Locates boundaries in text. This class defines a protocol for objects that
break up a piece of natural-language text according to a set of criteria.
Instances or subclasses of {@code BreakIterator} can be provided, for
example, to break a piece of text into words, sentences, or logical
characters according to the conventions of some language or group of
languages. We provide four built-in types of {@code BreakIterator}:
- {@link #getSentenceInstance()} returns a {@code BreakIterator} that
locates boundaries between sentences. This is useful for triple-click
selection, for example.
- {@link #getWordInstance()} returns a {@code BreakIterator} that locates
boundaries between words. This is useful for double-click selection or "find
whole words" searches. This type of {@code BreakIterator} makes sure there is
a boundary position at the beginning and end of each legal word (numbers
count as words, too). Whitespace and punctuation are kept separate from real
words.
- {@code getLineInstance()} returns a {@code BreakIterator} that locates
positions where it is legal for a text editor to wrap lines. This is similar
to word breaking, but not the same: punctuation and whitespace are generally
kept with words (you don't want a line to start with whitespace, for
example), and some special characters can force a position to be considered a
line break position or prevent a position from being a line break position.
- {@code getCharacterInstance()} returns a {@code BreakIterator} that
locates boundaries between logical characters. Because of the structure of
the Unicode encoding, a logical character may be stored internally as more
than one Unicode code point. (A with an umlaut may be stored as an a followed
by a separate combining umlaut character, for example, but the user still
thinks of it as one character.) This iterator allows various processes
(especially text editors) to treat as characters the units of text that a
user would think of as characters, rather than the units of text that the
computer sees as "characters".
{@code BreakIterator}'s interface follows an "iterator" model (hence
the name), meaning it has a concept of a "current position" and methods like
{@code first()}, {@code last()}, {@code next()}, and {@code previous()} that
update the current position. All {@code BreakIterator}s uphold the following
invariants:
- The beginning and end of the text are always treated as boundary
positions.
- The current position of the iterator is always a boundary position
(random- access methods move the iterator to the nearest boundary position
before or after the specified position, not to the specified
position).
- {@code DONE} is used as a flag to indicate when iteration has stopped.
{@code DONE} is only returned when the current position is the end of the
text and the user calls {@code next()}, or when the current position is the
beginning of the text and the user calls {@code previous()}.

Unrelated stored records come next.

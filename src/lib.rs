//! Watches the CIEM scheduler listing for new or changed work orders.
//!
//! One fetch logs in through a WebDriver-controlled browser, reads the
//! listing, diffs it against the last committed snapshot and commits the
//! new state. [`pipeline::ScrapeOrchestrator::fetch_changes`] is the entry
//! point.

pub mod config;
pub mod diagnostics;
pub mod diff;
pub mod driver;
pub mod error;
pub mod extract;
pub mod model;
pub mod parser;
pub mod pipeline;
pub mod session;
pub mod store;
pub mod wait;

#[cfg(test)]
mod testing;

pub use config::{Credential, LoginConfig, Settings};
pub use diff::{ChangeEntry, ChangeKind, ChangeSet};
pub use error::{ErrorKind, ScrapeError};
pub use pipeline::{FetchReport, ScrapeOrchestrator};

- Break positions are numbered by the positions of the characters that
follow them. Thus, under normal circumstances, the position before the first
character is 0, the position after the first character is 1, and the position
after the last character is 1 plus the length of the string.
- The client can change the position of an iterator, or the text it
analyzes, at will, but cannot change the behavior. If the user wants
different behavior, he must instantiate a new iterator.

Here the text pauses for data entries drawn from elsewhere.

use std::fmt;
use std::path::PathBuf;
use std::time::Duration;

use serde::{Deserialize, Serialize};

use crate::error::{Result, ScrapeError};

const LOGIN_URL: &str = "https://loginseguro.petrobras.com.br/fwca/pages/AuthenticationForm.jsp?\
    successfulUrl=https%3a%2f%2fex-ciem2.petrobras.com.br%3a443%2f\
    &ssoEnabled=False&applicationCatalogId=CIE2\
    &appEnvUid=5013&integratedAuthenticationEnabled=False\
    &logonPage=&hxid=f47309d2917dbf0c#";
const CONFIG_FILE: &str = "ciem_watch";
const ENV_PREFIX: &str = "CIEM";

// ── Credential ──

/// Login identifier and secret. Never persisted, never logged.
#[derive(Clone)]
pub struct Credential {
    identifier: String,
    secret: String,
}

impl Credential {
    pub fn new(identifier: impl Into<String>, secret: impl Into<String>) -> Result<Self> {
        let identifier = identifier.into();
        let secret = secret.into();
        if identifier.trim().is_empty() || secret.is_empty() {
            return Err(ScrapeError::Configuration(
                "credential identifier and secret must both be set (CIEM_USER / CIEM_PW)".into(),
            ));
        }
        Ok(Credential { identifier, secret })
    }

    pub fn identifier(&self) -> &str {
        &self.identifier
    }

    pub fn secret(&self) -> &str {
        &self.secret
    }
}

impl fmt::Debug for Credential {
    fn fmt(&self, f: &mut fmt::Formatter<'_>) -> fmt::Result {
        f.write_str("Credential { .. }")
    }
}

// ── Locator ──

/// Opaque element selector: `id:foo`, `xpath://div`, `label:Some text`, or plain CSS.
#[derive(Debug, Clone, PartialEq, Eq, Serialize, Deserialize)]
#[serde(from = "String", into = "String")]
pub enum Locator {
    Css(String),
    Id(String),
    XPath(String),
    /// A `<label>` whose normalized text equals the given string.
    LabelText(String),
}

impl Locator {
    pub fn css(s: impl Into<String>) -> Self {
        Locator::Css(s.into())
    }

    /// XPath equivalent for label lookups; `None` for the other variants.
    pub fn label_xpath(&self) -> Option<String> {
        match self {
            Locator::LabelText(text) => Some(format!(
                "//label[normalize-space()={}]",
                xpath_literal(text)
            )),
            _ => None,
        }
    }
}

fn xpath_literal(s: &str) -> String {
    if !s.contains('\'') {
        format!("'{}'", s)
    } else if !s.contains('"') {
        format!("\"{}\"", s)
    } else {
        let parts: Vec<String> = s.split('\'').map(|p| format!("'{}'", p)).collect();
        format!("concat({})", parts.join(", \"'\", "))
    }
}

impl From<&str> for Locator {
    fn from(s: &str) -> Self {
        let s = s.trim();
        if let Some(rest) = s.strip_prefix("id:") {
            Locator::Id(rest.to_string())
        } else if let Some(rest) = s.strip_prefix("xpath:") {
            Locator::XPath(rest.to_string())
        } else if let Some(rest) = s.strip_prefix("label:") {
            Locator::LabelText(rest.to_string())
        } else {
            Locator::Css(s.to_string())
        }
    }
}

impl From<String> for Locator {
    fn from(s: String) -> Self {
        Locator::from(s.as_str())
    }
}

impl From<Locator> for String {
    fn from(l: Locator) -> Self {
        l.to_string()
    }
}

impl fmt::Display for Locator {
    fn fmt(&self, f: &mut fmt::Formatter<'_>) -> fmt::Result {
        match self {
            Locator::Css(s) => write!(f, "{}", s),
            Locator::Id(s) => write!(f, "id:{}", s),
            Locator::XPath(s) => write!(f, "xpath:{}", s),
            Locator::LabelText(s) => write!(f, "label:{}", s),
        }
    }
}

// ── Login ──

/// What has to happen before the username/password form shows up.
#[derive(Debug, Clone, PartialEq, Eq, Serialize, Deserialize)]
#[serde(tag = "kind", rename_all = "snake_case")]
pub enum LoginStrategy {
    /// The form is on the entry page.
    Direct,
    /// Pick the "external user" radio through its label.
    ExternalUserLabel { text: String },
    /// Press an "external user" button.
    ExternalUserButton { button: Locator },
}

#[derive(Debug, Clone, Serialize, Deserialize)]
#[serde(default)]
pub struct LoginConfig {
    pub login_url: String,
    /// Navigated to after login if the redirect did not land on it.
    pub listing_url: Option<String>,
    /// Login succeeded once the current URL contains this.
    pub success_url_fragment: String,
    /// Alternative success signal: this element appears.
    pub success_element: Option<Locator>,
    pub strategy: LoginStrategy,
    pub username: Locator,
    pub password: Locator,
    pub submit: Locator,
    pub step_timeout_secs: u64,
    pub poll_interval_ms: u64,
}

impl Default for LoginConfig {
    fn default() -> Self {
        LoginConfig {
            login_url: LOGIN_URL.to_string(),
            listing_url: None,
            success_url_fragment: "/Scheduler".to_string(),
            success_element: None,
            strategy: LoginStrategy::Direct,
            username: Locator::Id("txt_user_login".into()),
            password: Locator::Id("pwd_user_password".into()),
            submit: Locator::Id("button-verify".into()),
            step_timeout_secs: 15,
            poll_interval_ms: 250,
        }
    }
}

impl LoginConfig {
    pub fn step_timeout(&self) -> Duration {
        Duration::from_secs(self.step_timeout_secs)
    }

    pub fn poll_interval(&self) -> Duration {
        Duration::from_millis(self.poll_interval_ms.max(1))
    }

    pub fn validate(&self) -> Result<()> {
        if self.login_url.trim().is_empty() {
            return Err(ScrapeError::Configuration("login.login_url is empty".into()));
        }
        if self.success_url_fragment.is_empty() && self.success_element.is_none() {
            return Err(ScrapeError::Configuration(
                "login needs a success_url_fragment or a success_element".into(),
            ));
        }
        if self.step_timeout_secs == 0 {
            return Err(ScrapeError::Configuration("login.step_timeout_secs must be > 0".into()));
        }
        Ok(())
    }
}

// ── Extraction ──

#[derive(Debug, Clone, Copy, PartialEq, Eq, Serialize, Deserialize)]
#[serde(rename_all = "snake_case")]
pub enum ExtractStrategy {
    /// Read the page once the container is present.
    SinglePass,
    /// Scroll until the content stops growing, then read.
    Scrolling,
}

#[derive(Debug, Clone, Serialize, Deserialize)]
#[serde(default)]
pub struct ExtractConfig {
    pub strategy: ExtractStrategy,
    /// CSS selector of the listing container.
    pub container: String,
    /// CSS selector of one entry, relative to the container.
    pub entry: String,
    /// Regex whose first capture group (or whole match) is the record id.
    pub id_pattern: String,
    /// Attribute holding `Key: value` metadata lines, e.g. a tooltip.
    pub metadata_attribute: Option<String>,
    /// Metadata keys tried in order for the start date.
    pub start_date_fields: Vec<String>,
    /// Scrollable region; the document itself when unset.
    pub scroll_region: Option<String>,
    pub container_timeout_secs: u64,
    pub max_scroll_rounds: u32,
    pub settle_ms: u64,
    /// Only keep records starting within today..=today+N days.
    pub window_days: Option<u32>,
    /// Fail instead of committing when the listing never settled.
    pub reject_partial: bool,
}

impl Default for ExtractConfig {
    fn default() -> Self {
        ExtractConfig {
            strategy: ExtractStrategy::SinglePass,
            container: "#dps".to_string(),
            entry: ".ciem_theme_event_inner".to_string(),
            id_pattern: r"(006000\d+)".to_string(),
            metadata_attribute: Some("title".to_string()),
            start_date_fields: vec![
                "Início".to_string(),
                "Inicio".to_string(),
                "Start".to_string(),
            ],
            scroll_region: None,
            container_timeout_secs: 15,
            max_scroll_rounds: 20,
            settle_ms: 750,
            window_days: None,
            reject_partial: false,
        }
    }
}

impl ExtractConfig {
    pub fn container_timeout(&self) -> Duration {
        Duration::from_secs(self.container_timeout_secs)
    }

    pub fn settle_interval(&self) -> Duration {
        Duration::from_millis(self.settle_ms)
    }
}

// ── Retry ──

#[derive(Debug, Clone, Serialize, Deserialize)]
#[serde(default)]
pub struct RetryConfig {
    /// Total attempts, including the first one.
    pub max_attempts: u32,
    pub base_backoff_ms: u64,
}

impl Default for RetryConfig {
    fn default() -> Self {
        RetryConfig {
            max_attempts: 2,
            base_backoff_ms: 2000,
        }
    }
}

impl RetryConfig {
    pub fn backoff(&self, attempt: u32) -> Duration {
        Duration::from_millis(self.base_backoff_ms.saturating_mul(2u64.saturating_pow(attempt)))
    }
}

// ── Settings ──

// Values stay strings here; numeric and boolean fields are coerced on
// deserialize, so a secret like `007123` keeps its leading zeros.
fn env_source() -> ::config::Environment {
    ::config::Environment::with_prefix(ENV_PREFIX)
        .prefix_separator("_")
        .separator("__")
}

// No Debug: it would print the password.
#[derive(Clone, Serialize, Deserialize)]
#[serde(default)]
pub struct Settings {
    /// CIEM_USER
    pub user: Option<String>,
    /// CIEM_PW
    #[serde(skip_serializing)]
    pub pw: Option<String>,
    pub webdriver_url: String,
    pub headless: bool,
    pub snapshot_path: PathBuf,
    pub diagnostics_dir: PathBuf,
    pub track_removals: bool,
    pub login: LoginConfig,
    pub extract: ExtractConfig,
    pub retry: RetryConfig,
}

impl Default for Settings {
    fn default() -> Self {
        Settings {
            user: None,
            pw: None,
            webdriver_url: "http://localhost:4444".to_string(),
            headless: true,
            snapshot_path: PathBuf::from("data/last_snapshot.json"),
            diagnostics_dir: PathBuf::from("data/diagnostics"),
            track_removals: false,
            login: LoginConfig::default(),
            extract: ExtractConfig::default(),
            retry: RetryConfig::default(),
        }
    }
}

impl Settings {
    /// `ciem_watch.toml` (optional) overlaid with `CIEM_*` environment variables.
    pub fn load() -> Result<Self> {
        Settings::load_with(env_source())
    }

    fn load_with(env: ::config::Environment) -> Result<Self> {
        let settings = ::config::Config::builder()
            .add_source(::config::File::with_name(CONFIG_FILE).required(false))
            .add_source(env)
            .build()?;
        let settings: Settings = settings.try_deserialize()?;
        settings.login.validate()?;
        Ok(settings)
    }

    pub fn credential(&self) -> Result<Credential> {
        match (self.user.as_deref(), self.pw.as_deref()) {
            (Some(user), Some(pw)) => Credential::new(user, pw),
            _ => Err(ScrapeError::Configuration(
                "CIEM_USER or CIEM_PW is not set".into(),
            )),
        }
    }
}

#[cfg(test)]
mod tests {
    use super::*;

    #[test]
    fn locator_prefixes() {
        assert_eq!(Locator::from("id:txt_user_login"), Locator::Id("txt_user_login".into()));
        assert_eq!(Locator::from("xpath://a[1]"), Locator::XPath("//a[1]".into()));
        assert_eq!(Locator::from("label:Usuário externo"), Locator::LabelText("Usuário externo".into()));
        assert_eq!(Locator::from("#dps .x"), Locator::Css("#dps .x".into()));
        assert_eq!(Locator::from("id:a").to_string(), "id:a");
    }

    #[test]
    fn label_xpath_quotes() {
        let l = Locator::LabelText("Usuário externo".into());
        assert_eq!(l.label_xpath().unwrap(), "//label[normalize-space()='Usuário externo']");
        let l = Locator::LabelText("it's".into());
        assert_eq!(l.label_xpath().unwrap(), "//label[normalize-space()=\"it's\"]");
        assert!(Locator::css("#x").label_xpath().is_none());
    }

    #[test]
    fn empty_credentials_are_rejected() {
        let e = Credential::new("", "pw").unwrap_err();
        assert_eq!(e.kind(), crate::error::ErrorKind::Configuration);
        assert!(Credential::new("user", "").is_err());
        assert!(Settings::default().credential().is_err());
    }

    #[test]
    fn credential_debug_is_redacted() {
        let c = Credential::new("someone", "hunter2").unwrap();
        let shown = format!("{:?}", c);
        assert!(!shown.contains("hunter2"));
        assert!(!shown.contains("someone"));
    }

    #[test]
    fn strategy_from_toml_shape() {
        let v: LoginStrategy = serde_json::from_str(
            r#"{"kind":"external_user_button","button":"id:btn-external"}"#,
        )
        .unwrap();
        assert_eq!(
            v,
            LoginStrategy::ExternalUserButton {
                button: Locator::Id("btn-external".into())
            }
        );
    }

    fn load_env(vars: &[(&str, &str)]) -> Result<Settings> {
        let map = vars
            .iter()
            .map(|(k, v)| (k.to_string(), v.to_string()))
            .collect();
        Settings::load_with(env_source().source(Some(map)))
    }

    #[test]
    fn env_overrides_keep_secrets_verbatim() {
        let s = load_env(&[
            ("CIEM_USER", "0042"),
            ("CIEM_PW", "007123"),
            ("CIEM_LOGIN__STEP_TIMEOUT_SECS", "3"),
            ("CIEM_HEADLESS", "false"),
            ("CIEM_EXTRACT__WINDOW_DAYS", "7"),
        ])
        .unwrap();
        assert_eq!(s.pw.as_deref(), Some("007123"));
        assert_eq!(s.user.as_deref(), Some("0042"));
        assert_eq!(s.login.step_timeout_secs, 3);
        assert!(!s.headless);
        assert_eq!(s.extract.window_days, Some(7));
        assert_eq!(s.credential().unwrap().secret(), "007123");
        // untouched fields keep their defaults
        assert_eq!(s.extract.container, "#dps");
        assert_eq!(s.login.success_url_fragment, "/Scheduler");
    }

    #[test]
    fn env_rejects_invalid_login_config() {
        let e = load_env(&[("CIEM_LOGIN__STEP_TIMEOUT_SECS", "0")]).err().unwrap();
        assert_eq!(e.kind(), crate::error::ErrorKind::Configuration);
    }

    #[test]
    fn backoff_doubles() {
        let r = RetryConfig { max_attempts: 3, base_backoff_ms: 100 };
        assert_eq!(r.backoff(0), Duration::from_millis(100));
        assert_eq!(r.backoff(2), Duration::from_millis(400));
    }
}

{@code BreakIterator} accesses the text it analyzes through a
{@link CharacterIterator}, which makes it possible to use {@code
BreakIterator} to analyze text in any text-storage vehicle that provides a
{@code CharacterIterator} interface.
Note: Some types of {@code BreakIterator} can take a long time to
create, and instances of {@code BreakIterator} are not currently cached by
the system. For optimal performance, keep instances of {@code BreakIterator}
around as long as it makes sense. For example, when word-wrapping a document,
don't create and destroy a new {@code BreakIterator} for each line. Create
one break iterator for the whole document (or whatever stretch of text you're
wrapping) and use it to do the whole job of wrapping the text.
Examples:
Creating and using text boundaries:
public static void main(String args[]) {
if (args.length == 1) {
String stringToExamine = args[0];
//print each word in order
BreakIterator boundary = BreakIterator.getWordInstance();
boundary.setText(stringToExamine);
printEachForward(boundary, stringToExamine);
//print each sentence in reverse order
boundary = BreakIterator.getSentenceInstance(Locale.US);
boundary.setText(stringToExamine);
printEachBackward(boundary, stringToExamine);
printFirst(boundary, stringToExamine);
printLast(boundary, stringToExamine);
}
}
Print each element in order:
public static void printEachForward(BreakIterator boundary, String source) {
int start = boundary.first();
for (int end = boundary.next(); end != BreakIterator.DONE; start = end, end = boundary.next()) {
System.out.println(source.substring(start, end));
}
}
Print each element in reverse order:
public static void printEachBackward(BreakIterator boundary, String source) {
int end = boundary.last();
for (int start = boundary.previous(); start != BreakIterator.DONE; end = start, start = boundary
.previous()) {
System.out.println(source.substring(start, end));
}
}
Print the first element:
public static void printFirst(BreakIterator boundary, String source) {
int start = boundary.first();
int end = boundary.next();
System.out.println(source.substring(start, end));
}
Print the last element:
public static void printLast(BreakIterator boundary, String source) {
int end = boundary.last();
int start = boundary.previous();
System.out.println(source.substring(start, end));
}
Print the element at a specified position:
public static void printAt(BreakIterator boundary, int pos, String source) {
int end = boundary.following(pos);
int start = boundary.previous();
System.out.println(source.substring(start, end));
}
Find the next word:
public static int nextWordStartAfter(int pos, String text) {
BreakIterator wb = BreakIterator.getWordInstance();
wb.setText(text);
int last = wb.following(pos);
int current = wb.next();
while (current != BreakIterator.DONE) {
for (int p = last; p < current; p++) {
if (Character.isLetter(text.charAt(p)))
return last;
}
last = current;
current = wb.next();
}
return BreakIterator.DONE;
}
The iterator returned by {@code BreakIterator.getWordInstance()} is unique in
that the break positions it returns don't represent both the start and end of
the thing being iterated over. That is, a sentence-break iterator returns
breaks that each represent the end of one sentence and the beginning of the
next. With the word-break iterator, the characters between two boundaries
might be a word, or they might be the punctuation or whitespace between two
words. The above code uses a simple heuristic to determine which boundary is
the beginning of a word: If the characters between this boundary and the next
boundary include at least one letter (this can be an alphabetical letter, a
CJK ideograph, a Hangul syllable, a Kana character, etc.), then the text
between this boundary and the next is a word; otherwise, it's the material
between words.)
|